━━ THE RECORDS
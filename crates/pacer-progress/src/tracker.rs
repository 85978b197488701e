use crate::config::ProgressConfig;
use crate::postfix::Postfix;

/// A live progress display acquired from a [`Renderer`].
///
/// Implementations finish themselves when dropped, so a display is
/// finalized on every exit path of the scope that owns it.
pub trait Tracker {
    /// Advances by `n`, clipped so the position never passes a declared total.
    fn step(&self, n: u64) -> &Self;

    /// Replaces the postfix shown after the bar.
    fn set_postfix(&self, postfix: Postfix);

    fn position(&self) -> u64;

    /// Finalizes the display. Later calls have no effect.
    fn finish(&self);
}

/// Hands out trackers and writes lines without tearing the bars.
pub trait Renderer {
    type Tracker: Tracker;

    fn acquire(&self, config: ProgressConfig) -> Self::Tracker;

    /// Prints a line above the live bars.
    fn write(&self, text: &str);

    /// Wraps an iterator so each completed element advances a new tracker.
    ///
    /// When `config` declares no total, the iterator's exact size hint is used.
    fn track<I>(&self, iter: I, config: ProgressConfig) -> Tracked<I::IntoIter, Self::Tracker>
    where
        I: IntoIterator,
        Self: Sized,
    {
        let iter = iter.into_iter();
        let total = match iter.size_hint() {
            (lower, Some(upper)) if lower == upper => Some(lower as u64),
            _ => None,
        };
        let tracker = self.acquire(config.or_total(total));
        Tracked::new(iter, tracker)
    }
}

/// Iterator adapter that yields the inner elements unchanged.
///
/// An element counts once the caller comes back for the next one, so
/// breaking out of a loop leaves the interrupted element uncounted. The
/// tracker is finished when the inner iterator is exhausted, or when the
/// adapter is dropped.
pub struct Tracked<I, T: Tracker> {
    iter: I,
    tracker: T,
    pending: bool,
}

impl<I, T: Tracker> Tracked<I, T> {
    pub fn new(iter: I, tracker: T) -> Self {
        Self {
            iter,
            tracker,
            pending: false,
        }
    }

    pub fn tracker(&self) -> &T {
        &self.tracker
    }
}

impl<I: Iterator, T: Tracker> Iterator for Tracked<I, T> {
    type Item = I::Item;

    fn next(&mut self) -> Option<Self::Item> {
        if self.pending {
            self.tracker.step(1);
            self.pending = false;
        }

        match self.iter.next() {
            Some(item) => {
                self.pending = true;
                Some(item)
            }
            None => {
                self.tracker.finish();
                None
            }
        }
    }

    fn size_hint(&self) -> (usize, Option<usize>) {
        self.iter.size_hint()
    }
}

/// The largest step from `position` that stays within `total`.
pub(crate) fn clip(n: u64, position: u64, total: Option<u64>) -> u64 {
    match total {
        Some(total) => n.min(total.saturating_sub(position)),
        None => n,
    }
}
━━━━
ACTIVITY: Please transcribe exactly the lines above from the line that has "element uncounted. The" up to and including the line that has "type Item = I::Item;"; no other line belongs in the answer.

ANSWER TO THIS TASK:
/// breaking out of a loop leaves the interrupted element uncounted. The
/// tracker is finished when the inner iterator is exhausted, or when the
/// adapter is dropped.
pub struct Tracked<I, T: Tracker> {
    iter: I,
    tracker: T,
    pending: bool,
}

impl<I, T: Tracker> Tracked<I, T> {
    pub fn new(iter: I, tracker: T) -> Self {
        Self {
            iter,
            tracker,
            pending: false,
        }
    }

    pub fn tracker(&self) -> &T {
        &self.tracker
    }
}

impl<I: Iterator, T: Tracker> Iterator for Tracked<I, T> {
    type Item = I::Item;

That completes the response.